In this chapter we argue that our society can neither understand nor deal with the related problems of aging and health without coming to grips with what we have come to term the social stratification of aging and health (House et al., 1990b, 1991). By this we mean that the way in which health varies by age within and across individuals is heavily influenced by people’s socioeconomic status (House et al., 1990a). People of higher socioeconomic status (SES) generally experience high levels of health until quite late in life, whereas people of lower SES are much more likely to manifest significant declines in health by early middle age. Thus, the relation of age to health varies markedly by SES. Furthermore, the relation of SES to health is very different at different points in the life course: SES differences in health are small in early adulthood, increase steadily during middle age and early old age, and then diminish again in advanced old age.
We first suggest theoretically why the relation of age to health should vary across SES levels due mainly to: (a) the differential exposure of socioeconomic strata to major psychosocial health-risk factors and (b) the differential impact of these risk factors by age. Specifically, we argue that lower SES groups are likely to be more exposed to all psychosocial risk factors, especially in middle and early old age, and the impact of these risk factors is likely to increase with age up through middle age and early old age. Consequently, socioeconomic differentials in health should be greatest in middle age and early old age (when SES differences in exposure to risk factors are greatest and their impact on health is also large) and relatively small in both early adulthood (when SES differences in exposure to risk factors may be sizable but their impact is muted) and advanced old age (when SES differences in exposure to risk factors diminish though their impact remains substantial).
Second, we show empirically in national cross-sectional survey data that the relationship of age to health does vary substantially by SES in the expected way. Further, longitudinal data over 2% years suggest in a preliminary way that within-individual changes in self-report indicators of health vary by age and socioeconomic status in ways that are consistent with interpreting the cross-sectional data as reflecting a causal impact of socioeconomic status on the way health changes as people age. Third, we show that variations in both the exposure to, and the impact of, psychosocial risk factors across SES and age are generally as we expect if these factors are to explain the observed social stratification of aging and health. Fourth, we demonstrate that adjusting for this pattern of differential exposure to, and impact of, psychosocial risk factors can largely account for or explain the observed social stratification of aging and health. Finally, we discuss the implications of these ideas and data for what we and others take to be the fundamental agenda for research and policy on aging and health; that is, to understand what factors determine the relation of age to morbidity, functional capacity, and mortality, and the extent to which these factors make it possible to postpone morbidity and functional limitations into an increasingly brief final phase of the finite, although not perhaps fixed, human life span (Gerontologica Perspecta, 1987).
Why Should the Process of Aging and Health be Stratified Socioeconomically?

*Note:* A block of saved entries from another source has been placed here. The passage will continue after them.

//! Core data models used throughout docsync.
//!
//! These types represent the documents, folders, and report jobs that flow
//! through the upload, reconciliation, and report pipelines.

use chrono::{DateTime, Utc};
use serde::{Deserialize, Serialize};
use thiserror::Error;

/// Sentinel recorded on a document when its textual content could not be
/// fetched. Content failures never fail the document itself.
pub const CONTENT_UNAVAILABLE: &str = "Content not available";

/// Where an upload originated in the client.
#[derive(Debug, Clone, Copy, PartialEq, Eq, Serialize, Deserialize)]
#[serde(rename_all = "kebab-case")]
pub enum DocumentSource {
    Chat,
    Sidebar,
    Folder,
    KnowledgeBase,
}

impl DocumentSource {
    /// Derive the source tag for a server-listed file from its tag set.
    pub fn from_tags(tags: &[String]) -> Self {
        if tags.iter().any(|t| t == "sidebar") {
            DocumentSource::Sidebar
        } else {
            DocumentSource::Chat
        }
    }

    pub fn as_str(&self) -> &'static str {
        match self {
            DocumentSource::Chat => "chat",
            DocumentSource::Sidebar => "sidebar",
            DocumentSource::Folder => "folder",
            DocumentSource::KnowledgeBase => "knowledge-base",
        }
    }
}

/// Per-document processing status.
///
/// ```text
/// pending ──► uploading ──► processing ──► completed
///    │            │             │
///    └────────────┴─────────────┴──► failed     (terminal)
/// ```
///
/// The progression is forward-only; stations may be skipped (an offline
/// upload goes straight from `uploading` to `completed`), and `failed` is
/// reachable from any non-terminal state. Terminal states never transition.
#[derive(Debug, Clone, Copy, PartialEq, Eq, Serialize, Deserialize)]
#[serde(rename_all = "lowercase")]
pub enum DocumentStatus {
    Pending,
    Uploading,
    Processing,
    Completed,
    Failed,
}

impl DocumentStatus {
    pub fn is_terminal(&self) -> bool {
        matches!(self, DocumentStatus::Completed | DocumentStatus::Failed)
    }

    fn rank(&self) -> u8 {
        match self {
            DocumentStatus::Pending => 0,
            DocumentStatus::Uploading => 1,
            DocumentStatus::Processing => 2,
            DocumentStatus::Completed => 3,
            DocumentStatus::Failed => 3,
        }
    }

    /// Whether `self → next` is a legal state-machine transition.
    pub fn can_advance_to(&self, next: DocumentStatus) -> bool {
        if self.is_terminal() {
            return false;
        }
        match next {
            DocumentStatus::Failed => true,
            _ => next.rank() > self.rank(),
        }
    }
}

/// Internal consistency violation. Coordinators log and ignore these
/// rather than corrupt state.
#[derive(Debug, Error)]
pub enum IntegrityError {
    #[error("invalid status transition {from:?} -> {to:?} for document {id}")]
    InvalidTransition {
        id: String,
        from: DocumentStatus,
        to: DocumentStatus,
    },
    #[error("preview URL {0} already revoked")]
    PreviewAlreadyRevoked(String),
}

fn default_mime() -> String {
    "application/octet-stream".to_string()
}

/// Canonical file metadata as normalized at the transport boundary.
///
/// The server mixes shapes across endpoints (`id` vs `_id`, `size` vs
/// `file_size`, naive vs offset-carrying timestamps); the aliases and the
/// flexible timestamp codec absorb every variant here so nothing downstream
/// ever sees them.
#[derive(Debug, Clone, Serialize, Deserialize, PartialEq)]
pub struct FileMetadata {
    #[serde(alias = "_id")]
    pub id: String,
    pub filename: String,
    pub file_key: String,
    #[serde(default = "default_mime")]
    pub file_type: String,
    #[serde(alias = "size")]
    pub file_size: u64,
    #[serde(default)]
    pub user_id: Option<String>,
    #[serde(default)]
    pub chat_id: Option<String>,
    #[serde(default)]
    pub folder_id: Option<String>,
    #[serde(default)]
    pub description: Option<String>,
    #[serde(default)]
    pub tags: Vec<String>,
    #[serde(default)]
    pub download_url: Option<String>,
    #[serde(default, with = "flexible_ts")]
    pub created_at: Option<DateTime<Utc>>,
    #[serde(default, with = "flexible_ts")]
    pub updated_at: Option<DateTime<Utc>>,
}

/// The coordinator's unit of work.
#[derive(Debug, Clone, Serialize, Deserialize, PartialEq)]
pub struct Document {
    pub id: String,
    pub conversation_id: String,
    pub source: DocumentSource,
    pub name: String,
    pub mime: String,
    pub size: u64,
    pub status: DocumentStatus,
    /// Server-rendered textual content; only set for text-like files.
    #[serde(default, skip_serializing_if = "Option::is_none")]
    pub content: Option<String>,
    /// Structured summary produced by server-side processing.
    #[serde(default, skip_serializing_if = "Option::is_none")]
    pub processed_data: Option<serde_json::Value>,
    /// Present iff the upload reached the metadata index.
    #[serde(default, skip_serializing_if = "Option::is_none")]
    pub metadata: Option<FileMetadata>,
    /// Ephemeral handle to the in-memory blob; never persisted.
    #[serde(skip)]
    pub preview_url: Option<String>,
    pub stored_in_database: bool,
    pub uploaded_at: DateTime<Utc>,
    #[serde(default, skip_serializing_if = "Option::is_none")]
    pub error: Option<String>,
}

impl Document {
    /// The link consumers should render: the server-issued download URL once
    /// the upload committed, the local preview before that.
    pub fn url(&self) -> Option<&str> {
        self.metadata
            .as_ref()
            .and_then(|m| m.download_url.as_deref())
            .or(self.preview_url.as_deref())
    }

    pub(crate) fn advance(&mut self, next: DocumentStatus) -> Result<(), IntegrityError> {
        if !self.status.can_advance_to(next) {
            return Err(IntegrityError::InvalidTransition {
                id: self.id.clone(),
                from: self.status,
                to: next,
            });
        }
        self.status = next;
        Ok(())
    }
}

/// Atomic snapshot of the currently-selected conversation's documents.
#[derive(Debug, Clone, Default)]
pub struct ViewSnapshot {
    pub conversation_id: Option<String>,
    pub documents: Vec<Document>,
}

/// A named aggregate referencing document identifiers. Folders do not own
/// file bytes.
#[derive(Debug, Clone, Serialize, Deserialize, PartialEq)]
pub struct Folder {
    pub id: String,
    pub name: String,
    #[serde(rename = "fileIds", default)]
    pub file_ids: Vec<String>,
    #[serde(rename = "type", default = "default_folder_type")]
    pub folder_type: String,
    #[serde(default)]
    pub user_id: Option<String>,
    #[serde(default, with = "flexible_ts")]
    pub created_at: Option<DateTime<Utc>>,
    #[serde(default, with = "flexible_ts")]
    pub updated_at: Option<DateTime<Utc>>,
}

fn default_folder_type() -> String {
    "documents".to_string()
}

impl Folder {
    pub fn member_count(&self) -> usize {
        self.file_ids.len()
    }
}

/// Report job lifecycle status. `pending` is the legacy wire spelling of
/// `queued` and is mapped here; any other unknown value is rejected.
#[derive(Debug, Clone, Copy, PartialEq, Eq, Serialize, Deserialize)]
#[serde(rename_all = "lowercase")]
pub enum JobStatus {
    #[serde(alias = "pending")]
    Queued,
    Processing,
    Completed,
    Failed,
}

/// One report generation workflow, from configuration synthesis to the
/// downloadable artifact.
#[derive(Debug, Clone, Serialize, Deserialize, PartialEq)]
pub struct ReportJob {
    pub job_id: String,
    pub filename: String,
    pub status: JobStatus,
    pub progress_percent: u8,
    #[serde(default)]
    pub warnings: Vec<String>,
    #[serde(default)]
    pub error_message: Option<String>,
    /// Set once the job completed.
    #[serde(default)]
    pub download_url: Option<String>,
}

/// Canonical chat role vocabulary. The wire occasionally says `ai` for
/// assistant turns; that spelling is mapped on input and never stored.
#[derive(Debug, Clone, Copy, PartialEq, Eq, Serialize, Deserialize)]
#[serde(rename_all = "lowercase")]
pub enum ChatRole {
    User,
    Assistant,
}

impl ChatRole {
    pub fn from_wire(role: &str) -> Self {
        match role {
            "assistant" | "ai" => ChatRole::Assistant,
            _ => ChatRole::User,
        }
    }

    pub fn as_str(&self) -> &'static str {
        match self {
            ChatRole::User => "user",
            ChatRole::Assistant => "assistant",
        }
    }
}

/// One transcript turn handed to the report pipeline.
#[derive(Debug, Clone, Serialize, Deserialize)]
pub struct ChatMessage {
    pub role: ChatRole,
    pub content: String,
}

impl ChatMessage {
    pub fn user(content: impl Into<String>) -> Self {
        Self {
            role: ChatRole::User,
            content: content.into(),
        }
    }

    pub fn assistant(content: impl Into<String>) -> Self {
        Self {
            role: ChatRole::Assistant,
            content: content.into(),
        }
    }
}

/// Timestamp codec tolerating both RFC 3339 and the backend's naive
/// `datetime.isoformat()` output (no offset; treated as UTC).
mod flexible_ts {
    use chrono::{DateTime, NaiveDateTime, Utc};
    use serde::{Deserialize, Deserializer, Serializer};

    pub fn serialize<S>(value: &Option<DateTime<Utc>>, serializer: S) -> Result<S::Ok, S::Error>
    where
        S: Serializer,
    {
        match value {
            Some(dt) => serializer.serialize_str(&dt.to_rfc3339()),
            None => serializer.serialize_none(),
        }
    }

    pub fn deserialize<'de, D>(deserializer: D) -> Result<Option<DateTime<Utc>>, D::Error>
    where
        D: Deserializer<'de>,
    {
        let raw: Option<String> = Option::deserialize(deserializer)?;
        let Some(raw) = raw else {
            return Ok(None);
        };

        if let Ok(dt) = DateTime::parse_from_rfc3339(&raw) {
            return Ok(Some(dt.with_timezone(&Utc)));
        }
        if let Ok(naive) = NaiveDateTime::parse_from_str(&raw, "%Y-%m-%dT%H:%M:%S%.f") {
            return Ok(Some(naive.and_utc()));
        }

        Err(serde::de::Error::custom(format!(
            "unrecognized timestamp: {raw}"
        )))
    }
}

#[cfg(test)]
mod tests {
    use super::*;

    #[test]
    fn terminal_states_never_transition() {
        for terminal in [DocumentStatus::Completed, DocumentStatus::Failed] {
            for next in [
                DocumentStatus::Pending,
                DocumentStatus::Uploading,
                DocumentStatus::Processing,
                DocumentStatus::Completed,
                DocumentStatus::Failed,
            ] {
                assert!(!terminal.can_advance_to(next), "{terminal:?} -> {next:?}");
            }
        }
    }

    #[test]
    fn forward_transitions_allowed() {
        assert!(DocumentStatus::Pending.can_advance_to(DocumentStatus::Uploading));
        assert!(DocumentStatus::Uploading.can_advance_to(DocumentStatus::Processing));
        assert!(DocumentStatus::Uploading.can_advance_to(DocumentStatus::Completed));
        assert!(DocumentStatus::Processing.can_advance_to(DocumentStatus::Completed));
        assert!(DocumentStatus::Pending.can_advance_to(DocumentStatus::Failed));
    }

    #[test]
    fn backward_transitions_rejected() {
        assert!(!DocumentStatus::Uploading.can_advance_to(DocumentStatus::Pending));
        assert!(!DocumentStatus::Processing.can_advance_to(DocumentStatus::Uploading));
        assert!(!DocumentStatus::Uploading.can_advance_to(DocumentStatus::Uploading));
    }

    #[test]
    fn metadata_accepts_variant_keys() {
        let with_underscore_id: FileMetadata = serde_json::from_value(serde_json::json!({
            "_id": "abc123",
            "filename": "notes.txt",
            "file_key": "u1/notes.txt",
            "size": 12288,
            "created_at": "2025-06-01T10:30:00.123456",
        }))
        .unwrap();
        assert_eq!(with_underscore_id.id, "abc123");
        assert_eq!(with_underscore_id.file_size, 12288);
        assert_eq!(with_underscore_id.file_type, "application/octet-stream");
        assert!(with_underscore_id.created_at.is_some());

        let plain: FileMetadata = serde_json::from_value(serde_json::json!({
            "id": "abc123",
            "filename": "notes.txt",
            "file_key": "u1/notes.txt",
            "file_type": "text/plain",
            "file_size": 12288,
            "created_at": "2025-06-01T10:30:00Z",
        }))
        .unwrap();
        assert_eq!(plain.id, "abc123");
        assert_eq!(plain.file_type, "text/plain");
    }

    #[test]
    fn job_status_maps_pending_and_rejects_unknown() {
        let queued: JobStatus = serde_json::from_str("\"pending\"").unwrap();
        assert_eq!(queued, JobStatus::Queued);
        assert!(serde_json::from_str::<JobStatus>("\"cancelled\"").is_err());
    }

    #[test]
    fn role_vocabulary_canonicalized() {
        assert_eq!(ChatRole::from_wire("ai"), ChatRole::Assistant);
        assert_eq!(ChatRole::from_wire("assistant"), ChatRole::Assistant);
        assert_eq!(ChatRole::from_wire("user"), ChatRole::User);
    }

    #[test]
    fn document_serialization_skips_preview() {
        let doc = Document {
            id: "d1".to_string(),
            conversation_id: "c1".to_string(),
            source: DocumentSource::Chat,
            name: "notes.txt".to_string(),
            mime: "text/plain".to_string(),
            size: 12,
            status: DocumentStatus::Completed,
            content: None,
            processed_data: None,
            metadata: None,
            preview_url: Some("blob:docsync/xyz".to_string()),
            stored_in_database: false,
            uploaded_at: Utc::now(),
            error: None,
        };
        let json = serde_json::to_value(&doc).unwrap();
        assert!(json.get("preview_url").is_none());

        let restored: Document = serde_json::from_value(json).unwrap();
        assert_eq!(restored.preview_url, None);
    }

    #[test]
    fn source_tag_mapping() {
        let sidebar = vec!["report".to_string(), "sidebar".to_string()];
        assert_eq!(DocumentSource::from_tags(&sidebar), DocumentSource::Sidebar);
        assert_eq!(DocumentSource::from_tags(&[]), DocumentSource::Chat);
    }
}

Human life expectancy has increased more in the last century than in all prior history (Preston, 1977). At the same time, two other aspects of the biology and sociology of human health and aging have remained remarkably invariant. First, the maximal human life span has not increased commensurately with life expectancy, if at all (Fries, 1980). Second, socioeconomic differentials in mortality, disability, and morbidity have remained remarkably persistent in the United States and other developed countries (Fingerhut, Wilson, & Feldheim, 1980; Kitigawa & Hauser, 1973; Marmot, Kogevinas, & Elston, 1987; Syme & Berkman, 1976; Williams, 1990). Each of these persisting verities raises important scientific and policy issues regarding human aging and health, yet socioeconomic status (or indicators of it such as education, occupation, or income) is not even considered in recent overviews of government statistics on aging and health (e.g., Brody, Brock, & Williams, 1987; National Center for Health Statistics, 1987), and is treated only cursorily in major reviews of the literature on aging and health (e.g., Shanas & Maddox, 1985).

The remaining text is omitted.